Pub Date: Oct. 10th, 2017
ISBN: 978-1-328-76756-1
Publisher: Houghton Mifflin Harcourt

A luminous novel about a daughter who attempts to make peace with her mother, who's been diagnosed with early-onset Alzheimer's disease; McGhee revisits characters from Shadow Baby (2000).

Clara Winter, a preteen in the earlier book, is now in her early 30s, making a meager living writing eulogies or wedding tributes for $100 a pop. When she learns that her mother has been diagnosed with dementia, she moves from Florida back to the Adirondacks, where she grew up. Her mother, meanwhile, has sold her house and all its possessions—with the exception of Clara’s childhood books—and moved into a nursing home. Clara wants to say goodbye to her mom, the “fearsome” Tamar, but she is also desperate to solve a mystery from her youth: why did her high school boyfriend break up with her after a conversation with her mother? Despite Clara’s age, the book sometimes has the ring of a young-adult novel: Clara’s budding romance with a sweet, hunky bartender seems uncomplicated by whatever life she has been living for the past decade, her only friendships are with college friends, and her obsession with high school secrets would make more sense for a younger character.
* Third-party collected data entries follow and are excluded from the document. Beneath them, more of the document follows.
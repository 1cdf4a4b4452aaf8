//! Evaluation task records, the lifecycle state machine, and result rows.

use std::fmt;

use chrono::{DateTime, Utc};
use serde::{Deserialize, Serialize};
use serde_json::Value;
use thiserror::Error;
use uuid::Uuid;

// =============================================================================
// Status
// =============================================================================

/// Task lifecycle state. `Completed`, `Failed` and `Cancelled` are terminal:
/// nothing transitions out of them.
#[derive(Debug, Clone, Copy, PartialEq, Eq, Serialize, Deserialize)]
#[serde(rename_all = "lowercase")]
pub enum TaskStatus {
    Pending,
    Running,
    Completed,
    Failed,
    Cancelled,
}

impl TaskStatus {
    pub fn as_str(&self) -> &'static str {
        match self {
            TaskStatus::Pending => "pending",
            TaskStatus::Running => "running",
            TaskStatus::Completed => "completed",
            TaskStatus::Failed => "failed",
            TaskStatus::Cancelled => "cancelled",
        }
    }

    pub fn is_terminal(&self) -> bool {
        matches!(
            self,
            TaskStatus::Completed | TaskStatus::Failed | TaskStatus::Cancelled
        )
    }

    /// The transition table. Everything not listed is rejected.
    pub fn can_transition(&self, to: TaskStatus) -> bool {
        matches!(
            (self, to),
            (TaskStatus::Pending, TaskStatus::Running)
                | (TaskStatus::Pending, TaskStatus::Cancelled)
                | (TaskStatus::Running, TaskStatus::Completed)
                | (TaskStatus::Running, TaskStatus::Failed)
                | (TaskStatus::Running, TaskStatus::Cancelled)
        )
    }
}

impl fmt::Display for TaskStatus {
    fn fmt(&self, f: &mut fmt::Formatter<'_>) -> fmt::Result {
        f.write_str(self.as_str())
    }
}

/// Rejected state-machine transition. Carries the human-readable detail the
/// external API layer returns with a 4xx.
#[derive(Debug, Clone, Error, PartialEq, Eq)]
#[error("invalid task transition: {from} -> {to}")]
pub struct InvalidTransition {
    pub from: TaskStatus,
    pub to: TaskStatus,
}

// =============================================================================
// Metrics
// =============================================================================

/// Metric kinds a task can request. Parameterless identifiers; dataset
/// specific scoring arrives through the `Scorer` seam.
#[derive(Debug, Clone, Copy, PartialEq, Eq, Hash, Serialize, Deserialize)]
#[serde(rename_all = "lowercase")]
pub enum MetricKind {
    Accuracy,
    Latency,
    Throughput,
    Stability,
    Consistency,
}

impl MetricKind {
    pub const ALL: [MetricKind; 5] = [
        MetricKind::Accuracy,
        MetricKind::Latency,
        MetricKind::Throughput,
        MetricKind::Stability,
        MetricKind::Consistency,
    ];

    pub fn as_str(&self) -> &'static str {
        match self {
            MetricKind::Accuracy => "accuracy",
            MetricKind::Latency => "latency",
            MetricKind::Throughput => "throughput",
            MetricKind::Stability => "stability",
            MetricKind::Consistency => "consistency",
        }
    }

    /// Whether this metric needs the textual model output, making the
    /// canonical `output` field required during response translation.
    pub fn requires_output(&self) -> bool {
        matches!(self, MetricKind::Accuracy | MetricKind::Consistency)
    }
}

/// Canonical response fields the requested metric set depends on.
pub fn required_response_fields(metrics: &[MetricKind]) -> Vec<String> {
    if metrics.iter().any(MetricKind::requires_output) {
        vec!["output".to_string()]
    } else {
        Vec::new()
    }
}

/// One per-metric comparison row produced at task completion.
#[derive(Debug, Clone, Serialize, Deserialize)]
pub struct MetricsResult {
    pub id: Uuid,
    pub task_id: Uuid,
    pub metric_type: MetricKind,
    pub cloud_value: Option<f64>,
    pub edge_value: Option<f64>,
    /// `cloud_value - edge_value`; null as soon as either side is null.
    pub diff_value: Option<f64>,
    #[serde(default, skip_serializing_if = "Option::is_none")]
    pub details: Option<Value>,
    pub created_at: DateTime<Utc>,
}

impl MetricsResult {
    pub fn new(
        task_id: Uuid,
        metric_type: MetricKind,
        cloud_value: Option<f64>,
        edge_value: Option<f64>,
        details: Option<Value>,
    ) -> Self {
        let diff_value = match (cloud_value, edge_value) {
            (Some(cloud), Some(edge)) => Some(cloud - edge),
            _ => None,
        };
        Self {
            id: Uuid::new_v4(),
            task_id,
            metric_type,
            cloud_value,
            edge_value,
            diff_value,
            details,
            created_at: Utc::now(),
        }
    }
}

// =============================================================================
// Logs
// =============================================================================

#[derive(Debug, Clone, Copy, PartialEq, Eq, Serialize, Deserialize)]
#[serde(rename_all = "lowercase")]
pub enum LogLevel {
    Debug,
    Info,
    Warning,
    Error,
}

/// Append-only lifecycle log line, owned by the orchestrator while the task
/// runs and handed to the persistence collaborator afterwards.
#[derive(Debug, Clone, Serialize, Deserialize)]
pub struct TaskLogEntry {
    pub timestamp: DateTime<Utc>,
    pub level: LogLevel,
    pub message: String,
}

impl TaskLogEntry {
    pub fn new(level: LogLevel, message: impl Into<String>) -> Self {
        Self {
            timestamp: Utc::now(),
            level,
            message: message.into(),
        }
    }

    pub fn info(message: impl Into<String>) -> Self {
        Self::new(LogLevel::Info, message)
    }

    pub fn warning(message: impl Into<String>) -> Self {
        Self::new(LogLevel::Warning, message)
    }

    pub fn error(message: impl Into<String>) -> Self {
        Self::new(LogLevel::Error, message)
    }
}

// =============================================================================
// Task record
// =============================================================================

/// Which dataset to iterate. Iteration order itself comes from the external
/// `DatasetSource`.
#[derive(Debug, Clone, Serialize, Deserialize)]
pub struct DatasetInfo {
    pub dataset: String,
}

/// Requested metric kinds. Must be non-empty at task creation.
#[derive(Debug, Clone, Serialize, Deserialize)]
pub struct MetricsConfig {
    pub metrics: Vec<MetricKind>,
}

/// One evaluation task comparing a cloud config against an edge config.
#[derive(Debug, Clone, Serialize, Deserialize)]
pub struct EvaluationTask {
    pub id: Uuid,
    pub name: String,
    #[serde(default, skip_serializing_if = "Option::is_none")]
    pub description: Option<String>,
    pub status: TaskStatus,
    pub cloud_config_id: Uuid,
    pub edge_config_id: Uuid,
    pub dataset_info: DatasetInfo,
    pub metrics_config: MetricsConfig,
    pub created_at: DateTime<Utc>,
    #[serde(default, skip_serializing_if = "Option::is_none")]
    pub started_at: Option<DateTime<Utc>>,
    #[serde(default, skip_serializing_if = "Option::is_none")]
    pub completed_at: Option<DateTime<Utc>>,
    #[serde(default, skip_serializing_if = "Option::is_none")]
    pub error_message: Option<String>,
}

impl EvaluationTask {
    pub fn new(body: TaskCreateBody) -> Self {
        Self {
            id: Uuid::new_v4(),
            name: body.name,
            description: body.description,
            status: TaskStatus::Pending,
            cloud_config_id: body.cloud_config_id,
            edge_config_id: body.edge_config_id,
            dataset_info: body.dataset_info,
            metrics_config: body.metrics_config,
            created_at: Utc::now(),
            started_at: None,
            completed_at: None,
            error_message: None,
        }
    }

    /// Apply one state-machine transition, stamping `started_at` /
    /// `completed_at` as the transition dictates. Timestamps stay monotone
    /// because each is stamped at transition time.
    pub fn transition(&mut self, to: TaskStatus) -> Result<(), InvalidTransition> {
        if !self.status.can_transition(to) {
            return Err(InvalidTransition {
                from: self.status,
                to,
            });
        }
        let now = Utc::now();
        if to == TaskStatus::Running {
            self.started_at = Some(now);
        }
        if to.is_terminal() {
            self.completed_at = Some(now);
        }
        self.status = to;
        Ok(())
    }
}

// =============================================================================
// API bodies
// =============================================================================

/// Body of `POST /api/tasks`.
#[derive(Debug, Clone, Deserialize)]
pub struct TaskCreateBody {
    pub name: String,
    #[serde(default)]
    pub description: Option<String>,
    pub cloud_config_id: Uuid,
    pub edge_config_id: Uuid,
    pub dataset_info: DatasetInfo,
    pub metrics_config: MetricsConfig,
}

/// Body of `PUT /api/tasks/{id}`: a requested status transition.
#[derive(Debug, Clone, Deserialize)]
pub struct TaskUpdateBody {
    pub status: TaskStatus,
    #[serde(default)]
    pub started_at: Option<DateTime<Utc>>,
}

/// Task detail with nested log entries, for `GET /api/tasks/{id}`.
#[derive(Debug, Clone, Serialize)]
pub struct TaskDetail {
    #[serde(flatten)]
    pub task: EvaluationTask,
    pub logs: Vec<TaskLogEntry>,
}

#[cfg(test)]
mod tests {
    use super::*;

    fn task() -> EvaluationTask {
        EvaluationTask::new(TaskCreateBody {
            name: "gsm8k cloud vs edge".into(),
            description: None,
            cloud_config_id: Uuid::new_v4(),
            edge_config_id: Uuid::new_v4(),
            dataset_info: DatasetInfo {
                dataset: "gsm8k".into(),
            },
            metrics_config: MetricsConfig {
                metrics: vec![MetricKind::Accuracy],
            },
        })
    }

    #[test]
    fn happy_path_stamps_timestamps_in_order() {
        let mut t = task();
        assert_eq!(t.status, TaskStatus::Pending);

        t.transition(TaskStatus::Running).unwrap();
        let started = t.started_at.unwrap();
        assert!(started >= t.created_at);
        assert!(t.completed_at.is_none());

        t.transition(TaskStatus::Completed).unwrap();
        let completed = t.completed_at.unwrap();
        assert!(completed >= started);
        assert!(t.status.is_terminal());
    }

    #[test]
    fn terminal_states_absorb() {
        for terminal in [
            TaskStatus::Completed,
            TaskStatus::Failed,
            TaskStatus::Cancelled,
        ] {
            for next in [
                TaskStatus::Pending,
                TaskStatus::Running,
                TaskStatus::Completed,
                TaskStatus::Failed,
                TaskStatus::Cancelled,
            ] {
                assert!(
                    !terminal.can_transition(next),
                    "{terminal} -> {next} must be rejected"
                );
            }
        }
    }

    #[test]
    fn start_is_rejected_unless_pending() {
        let mut t = task();
        t.transition(TaskStatus::Running).unwrap();
        let err = t.transition(TaskStatus::Running).unwrap_err();
        assert_eq!(err.from, TaskStatus::Running);

        t.transition(TaskStatus::Completed).unwrap();
        assert!(t.transition(TaskStatus::Running).is_err());
        assert_eq!(t.status, TaskStatus::Completed);
    }

    #[test]
    fn pending_can_be_cancelled_directly() {
        let mut t = task();
        t.transition(TaskStatus::Cancelled).unwrap();
        assert!(t.started_at.is_none());
        assert!(t.completed_at.is_some());
    }

    #[test]
    fn diff_value_is_null_iff_either_side_is_null() {
        let id = Uuid::new_v4();
        let both = MetricsResult::new(id, MetricKind::Accuracy, Some(0.9), Some(0.7), None);
        assert_eq!(both.diff_value, Some(0.9 - 0.7));

        for (cloud, edge) in [(Some(0.9), None), (None, Some(0.7)), (None, None)] {
            let r = MetricsResult::new(id, MetricKind::Accuracy, cloud, edge, None);
            assert_eq!(r.diff_value, None);
        }
    }

    #[test]
    fn required_fields_follow_metric_kinds() {
        assert_eq!(
            required_response_fields(&[MetricKind::Accuracy, MetricKind::Latency]),
            vec!["output".to_string()]
        );
        assert!(required_response_fields(&[MetricKind::Latency, MetricKind::Throughput]).is_empty());
    }

    #[test]
    fn status_serializes_lowercase() {
        assert_eq!(
            serde_json::to_string(&TaskStatus::Cancelled).unwrap(),
            "\"cancelled\""
        );
        let parsed: TaskStatus = serde_json::from_str("\"running\"").unwrap();
        assert_eq!(parsed, TaskStatus::Running);
    }
}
McGhee nimbly structures the novel as a version of Tamar’s favorite television show, Jeopardy, and if the answers to Clara’s questions aren’t as compelling as the hunt to find them, the author’s gift for subtly poetic language and her believable dialogue make Clara’s journey worth following. McGhee has an almost musical ability to repeat the themes of her novel with enough variation to keep them fresh.

Fierce, complicated characters appear to grow out of the severe Adirondack landscape, and McGhee swerves away from sentimentality in addressing the relentlessly changing relationship at the novel’s core.